## WHAT NEEDS TO BE DONE
Scan the records below, and wherever a line has the word "that", pull it out.

*** DATASET EXTRACT ***

// This Source Code Form is subject to the terms of the Mozilla Public
// License, v. 2.0. If a copy of the MPL was not distributed with this
// file, You can obtain one at http://mozilla.org/MPL/2.0/.

//! Errors shared by projections and losses.

use thiserror::Error;

/// Everything that can make a projection or a loss computation fail.
///
/// None of them is recoverable inside the computation,
/// the caller decides whether to skip the batch.
#[derive(Debug, Error, Clone, PartialEq)]
pub enum Error {
    /// A camera matrix could not be inverted.
    #[error("Singular {0} matrix")]
    SingularMatrix(&'static str),

    /// Inputs that should share a dimension do not.
    #[error("Shape mismatch: {0}")]
    ShapeMismatch(String),

    /// The target resolution cannot be reached from the native one.
    #[error("Invalid resolution: {0}")]
    InvalidResolution(String),

    /// A configuration value is out of its valid domain.
    #[error("Invalid configuration: {0}")]
    InvalidConfig(String),

    /// Losses are averaged over the batch, which cannot be empty.
    #[error("Empty batch")]
    EmptyBatch,
}

/// Result type of fallible operations in this crate.
pub type Result<T> = std::result::Result<T, Error>;

/// Check that two batched inputs have the same number of samples.
pub fn check_same_len(what: &str, expected: usize, actual: usize) -> Result<()> {
    if expected == actual {
        Ok(())
    } else {
        Err(Error::ShapeMismatch(format!(
            "{}: expected {} elements but got {}",
            what, expected, actual
        )))
    }
}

***

## EXERCISE ANSWER
/// Everything that can make a projection or a loss computation fail.
    /// Inputs that should share a dimension do not.
/// Check that two batched inputs have the same number of samples.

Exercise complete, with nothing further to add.